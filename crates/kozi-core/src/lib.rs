//! Chat core for Kozi.
//!
//! This crate owns the keyword responder, simulated latency, and the
//! submission pipeline that ties user input to the persisted transcript.

pub mod chatbot;
pub mod error;
pub mod events;
pub mod latency;
pub mod random;
pub mod responder;
pub mod rules;
pub mod storage;

pub use chatbot::{Chatbot, ChatbotBuilder, IgnoreReason, SubmitOutcome};
pub use error::CoreError;
pub use events::{ChatEvent, EventSink, PipelineState};
pub use latency::Latency;
pub use random::{RandomSource, SeededRandom, ThreadRandom};
pub use responder::{ReplyGenerator, Responder};
pub use rules::{Category, FALLBACK_CATEGORY, RuleTable};
pub use storage::{DEFAULT_STORAGE_DIR, storage_from_config};
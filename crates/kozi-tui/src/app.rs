//! Application state for the Kozi TUI.

use kozi_core::{ChatEvent, PipelineState};
use kozi_transcript::{Message, Sender};
use log::debug;
use ratatui::style::{Color, Modifier, Style};
use ratatui::text::{Line, Span};
use std::cmp::min;

const TYPING_FRAMES: [&str; 3] = ["●○○", "○●○", "○○●"];

/// Single chat entry rendered in the transcript.
#[derive(Debug, Clone, PartialEq)]
pub struct ChatEntry {
    /// Who produced the message.
    pub sender: Sender,
    /// Message content.
    pub content: String,
    /// Local display time (`HH:MM`).
    pub time: String,
}

impl From<&Message> for ChatEntry {
    fn from(message: &Message) -> Self {
        Self {
            sender: message.sender(),
            content: message.content().to_string(),
            time: message.local_time(),
        }
    }
}

/// Top-level application state for the TUI.
pub struct App {
    /// Chat transcript entries.
    pub messages: Vec<ChatEntry>,
    /// Current input buffer.
    pub input: String,
    /// Status line text.
    pub status: String,
    /// Display name for the current user.
    pub user_name: String,
    /// Whether the bot is composing a reply.
    pub typing: bool,
    typing_frame: usize,
    /// Current scroll offset.
    pub scroll: u16,
    /// Whether to auto-scroll to the bottom.
    pub auto_scroll: bool,
    /// Maximum scroll offset for the chat view.
    pub chat_max_scroll: u16,
}

impl App {
    /// Create a new application state with defaults.
    pub fn new() -> Self {
        Self {
            messages: Vec::new(),
            input: String::new(),
            status: "idle".to_string(),
            user_name: "user".to_string(),
            typing: false,
            typing_frame: 0,
            scroll: 0,
            auto_scroll: true,
            chat_max_scroll: 0,
        }
    }

    /// Replace the transcript with a snapshot.
    pub fn load_messages(&mut self, messages: &[Message]) {
        debug!("loading transcript snapshot (messages={})", messages.len());
        self.messages = messages.iter().map(ChatEntry::from).collect();
        self.enable_auto_scroll();
    }

    /// Update the displayed user name.
    pub fn set_user_name(&mut self, user_name: String) {
        self.user_name = user_name;
    }

    /// Update the status line.
    pub fn push_status(&mut self, status: impl Into<String>) {
        self.status = status.into();
    }

    /// Apply a chat event to the transcript view.
    pub fn apply_event(&mut self, event: ChatEvent) {
        match event {
            ChatEvent::MessageAppended(message) => {
                self.messages.push(ChatEntry::from(&message));
                self.maybe_enable_auto_scroll();
            }
            ChatEvent::Cleared => {
                self.messages.clear();
                self.scroll = 0;
                self.auto_scroll = true;
                self.chat_max_scroll = 0;
            }
            ChatEvent::StateChanged(state) => {
                self.typing = state == PipelineState::Sending;
                self.typing_frame = 0;
                self.push_status(match state {
                    PipelineState::Sending => "typing",
                    PipelineState::Idle => "idle",
                });
                self.maybe_enable_auto_scroll();
            }
        }
    }

    /// Advance the typing animation.
    pub fn tick(&mut self) {
        if self.typing {
            self.typing_frame = (self.typing_frame + 1) % TYPING_FRAMES.len();
        }
    }

    /// Scroll the chat view upward by a number of lines.
    pub fn scroll_up(&mut self, lines: u16) {
        self.auto_scroll = false;
        self.scroll = self.scroll.saturating_sub(lines);
    }

    /// Scroll the chat view downward by a number of lines.
    pub fn scroll_down(&mut self, lines: u16) {
        self.scroll = min(self.scroll.saturating_add(lines), self.chat_max_scroll);
        if self.scroll >= self.chat_max_scroll {
            self.auto_scroll = true;
        }
    }

    /// Scroll to the top of the chat view.
    pub fn scroll_to_top(&mut self) {
        self.auto_scroll = false;
        self.scroll = 0;
    }

    /// Enable auto-scrolling to the bottom.
    pub fn enable_auto_scroll(&mut self) {
        self.auto_scroll = true;
        self.scroll = self.chat_max_scroll;
    }

    /// Update scroll bounds after layout changes.
    ///
    /// Snaps to the new bottom only when auto-scroll is on or the view was
    /// already pinned to the bottom.
    pub fn update_scroll_bounds(&mut self, max_scroll: u16) {
        let was_at_bottom = self.scroll >= self.chat_max_scroll;
        self.chat_max_scroll = max_scroll;
        if self.auto_scroll || was_at_bottom {
            self.scroll = max_scroll;
            self.auto_scroll = true;
        } else {
            self.scroll = self.scroll.min(max_scroll);
        }
    }

    fn maybe_enable_auto_scroll(&mut self) {
        if self.auto_scroll {
            self.scroll = self.chat_max_scroll;
        }
    }

    /// Render chat messages into styled lines for the UI.
    pub fn render_lines(&self) -> Vec<Line<'static>> {
        let mut lines = Vec::new();

        if self.messages.is_empty() && !self.typing {
            lines.push(Line::from(Span::styled(
                " No messages yet. Type a message below to start.",
                Style::default().fg(Color::Rgb(128, 128, 128)),
            )));
            return lines;
        }

        let time_style = Style::default().fg(Color::Rgb(128, 128, 128));
        for (idx, entry) in self.messages.iter().enumerate() {
            let (label, badge_style) = match entry.sender {
                Sender::User => (
                    format!(" {} {} ", entry.sender.avatar(), self.user_name),
                    Style::default()
                        .fg(Color::Rgb(10, 10, 10))
                        .bg(Color::Rgb(107, 161, 230))
                        .add_modifier(Modifier::BOLD),
                ),
                Sender::Bot => (
                    format!(" {} assistant ", entry.sender.avatar()),
                    Style::default()
                        .fg(Color::Rgb(10, 10, 10))
                        .bg(Color::Rgb(238, 121, 72))
                        .add_modifier(Modifier::BOLD),
                ),
            };

            lines.push(Line::from(vec![
                Span::styled(label, badge_style),
                Span::styled(format!(" {}", entry.time), time_style),
            ]));

            let content_style = Style::default().fg(Color::Rgb(238, 238, 238));
            for line in entry.content.lines() {
                lines.push(Line::from(Span::styled(format!(" {line}"), content_style)));
            }

            if idx + 1 < self.messages.len() || self.typing {
                lines.push(Line::from(Span::raw("")));
            }
        }

        if self.typing {
            lines.push(Line::from(vec![
                Span::styled(
                    format!(" {} assistant ", Sender::Bot.avatar()),
                    Style::default()
                        .fg(Color::Rgb(10, 10, 10))
                        .bg(Color::Rgb(238, 121, 72))
                        .add_modifier(Modifier::BOLD),
                ),
                Span::styled(
                    format!(" {}", TYPING_FRAMES[self.typing_frame]),
                    Style::default().fg(Color::Rgb(238, 121, 72)),
                ),
            ]));
        }

        // Trailing padding keeps the last message fully scrollable.
        lines.push(Line::from(Span::raw("")));

        lines
    }
}

impl Default for App {
    fn default() -> Self {
        Self::new()
    }
}

#[cfg(test)]
mod tests {
    use super::{App, ChatEntry};
    use kozi_core::{ChatEvent, PipelineState};
    use kozi_transcript::{Message, Sender};
    use pretty_assertions::assert_eq;

    fn line_text(line: &ratatui::text::Line<'_>) -> String {
        line.spans.iter().map(|span| span.content.as_ref()).collect()
    }

    #[test]
    fn snapshot_events_replace_transcript() {
        let mut app = App::new();
        app.load_messages(&[Message::new("stale", Sender::User)]);

        let welcome = Message::new("Hello!", Sender::Bot);
        app.apply_event(ChatEvent::Cleared);
        app.apply_event(ChatEvent::MessageAppended(welcome.clone()));

        assert_eq!(app.messages, vec![ChatEntry::from(&welcome)]);
    }

    #[test]
    fn typing_indicator_follows_pipeline_state() {
        let mut app = App::new();
        app.apply_event(ChatEvent::StateChanged(PipelineState::Sending));
        assert!(app.typing);
        assert_eq!(app.status, "typing");
        let rendered: Vec<String> = app.render_lines().iter().map(line_text).collect();
        assert!(rendered.iter().any(|line| line.contains("●○○")));

        app.tick();
        let rendered: Vec<String> = app.render_lines().iter().map(line_text).collect();
        assert!(rendered.iter().any(|line| line.contains("○●○")));

        app.apply_event(ChatEvent::StateChanged(PipelineState::Idle));
        assert!(!app.typing);
        assert_eq!(app.status, "idle");
    }

    #[test]
    fn rendered_entry_shows_avatar_time_and_text() {
        let mut app = App::new();
        app.set_user_name("sam".to_string());
        let message = Message::new("first line\nsecond line", Sender::User);
        app.apply_event(ChatEvent::MessageAppended(message.clone()));

        let rendered: Vec<String> = app.render_lines().iter().map(line_text).collect();
        assert_eq!(
            rendered[0],
            format!(" {} sam  {}", Sender::User.avatar(), message.local_time())
        );
        assert_eq!(rendered[1], " first line");
        assert_eq!(rendered[2], " second line");
    }

    #[test]
    fn scrolling_up_disables_auto_scroll() {
        let mut app = App::new();
        app.update_scroll_bounds(10);
        assert_eq!(app.scroll, 10);

        app.scroll_up(3);
        app.update_scroll_bounds(12);
        assert!(!app.auto_scroll);
        assert_eq!(app.scroll, 7);

        app.scroll_down(100);
        assert!(app.auto_scroll);
        assert_eq!(app.scroll, 12);
    }
}
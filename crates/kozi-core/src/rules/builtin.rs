//! Built-in keyword categories, in priority order.

/// `(name, keywords, replies)` for each built-in category.
pub(super) const CATEGORIES: &[(&str, &[&str], &[&str])] = &[
    (
        "greeting",
        &[
            "hello",
            "hi",
            "hey",
            "good morning",
            "good afternoon",
            "good evening",
        ],
        &[
            "Hello! How can I help you today?",
            "Hi there! What can I assist you with?",
            "Hey! I'm here to help. What do you need?",
            "Good to see you! How may I assist you?",
        ],
    ),
    (
        "help",
        &["help", "support", "assist", "how to", "what is"],
        &[
            "I'm here to help! What specific question do you have?",
            "I'd be happy to assist you. Could you tell me more about what you need help with?",
            "Sure! I can help with various topics. What would you like to know?",
            "I'm ready to help! Please describe what you need assistance with.",
        ],
    ),
    (
        "job",
        &[
            "job",
            "application",
            "apply",
            "career",
            "work",
            "employment",
        ],
        &[
            "I can help you with job applications and career guidance. What specific aspect would you like to know about?",
            "Great! I can assist with job-related questions. Are you looking for help with applications, interviews, or career advice?",
            "I'm here to help with your job search! What would you like to know about applications or career opportunities?",
            "I can provide guidance on jobs and applications. What specific help do you need?",
        ],
    ),
    (
        "profile",
        &[
            "profile",
            "account",
            "settings",
            "edit profile",
            "view profile",
        ],
        &[
            "I can help you with profile management. You can edit your profile or view it from the sidebar menu.",
            "For profile-related tasks, you can use the 'Edit Profile' or 'View Profile' options in the sidebar.",
            "I can guide you through profile settings. What specific profile information do you need help with?",
            "Profile management is available through the sidebar. What would you like to do with your profile?",
        ],
    ),
    (
        "payment",
        &["payment", "billing", "subscription", "premium", "upgrade"],
        &[
            "I can help with payment and billing questions. What specific payment issue do you have?",
            "For payment-related inquiries, you can access the Payment section in the sidebar. What do you need help with?",
            "I'm here to assist with payment questions. What billing or subscription help do you need?",
            "I can help with payment and premium features. What would you like to know about?",
        ],
    ),
    (
        "guidelines",
        &["guidelines", "rules", "policy", "terms", "how to use"],
        &[
            "I can help explain our guidelines and policies. What specific guideline are you looking for?",
            "You can find detailed guidelines in the 'Guidelines' section of the sidebar. What specific question do you have?",
            "I'm here to help with guidelines and policies. What would you like to know about our rules?",
            "I can provide information about our guidelines. What specific policy question do you have?",
        ],
    ),
    (
        "thanks",
        &["thank", "thanks", "appreciate", "grateful"],
        &[
            "You're very welcome! I'm happy to help.",
            "My pleasure! Is there anything else I can assist you with?",
            "You're welcome! Feel free to ask if you need more help.",
            "Glad I could help! Let me know if you have other questions.",
        ],
    ),
    (
        "goodbye",
        &["bye", "goodbye", "see you", "farewell", "exit"],
        &[
            "Goodbye! Have a great day!",
            "See you later! Feel free to come back anytime.",
            "Take care! I'll be here when you need help.",
            "Goodbye! Thanks for chatting with me.",
        ],
    ),
];

/// Replies used when no category matches.
pub(super) const FALLBACK: &[&str] = &[
    "I'm not sure I understand. Could you rephrase your question?",
    "That's interesting! Could you provide more details so I can help you better?",
    "I'd like to help you with that. Could you explain a bit more?",
    "I'm here to assist you. Could you clarify what you need help with?",
    "I want to make sure I understand correctly. Could you elaborate on that?",
    "That's a good question! Could you provide more context so I can give you the best answer?",
];
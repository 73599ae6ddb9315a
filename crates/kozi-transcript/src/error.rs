//! Error types for transcript persistence.

/// Errors returned by transcript storage backends and the store.
#[derive(Debug, thiserror::Error)]
pub enum TranscriptError {
    /// IO error.
    #[error("io error: {0}")]
    Io(#[from] std::io::Error),
    /// Serializing the transcript failed.
    #[error("serialization error: {0}")]
    Serde(#[from] serde_json::Error),
    /// Persisted data under the key could not be decoded.
    #[error("malformed transcript under key {key}: {source}")]
    Malformed {
        key: String,
        #[source]
        source: serde_json::Error,
    },
    /// Storage key cannot be used by the backend.
    #[error("invalid storage key: {0}")]
    InvalidKey(String),
}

> **Requirement**
Scan the data above; copy every line where "settings" appears.

> **Exercise response**
            "settings",
            "I can guide you through profile settings. What specific profile information do you need help with?",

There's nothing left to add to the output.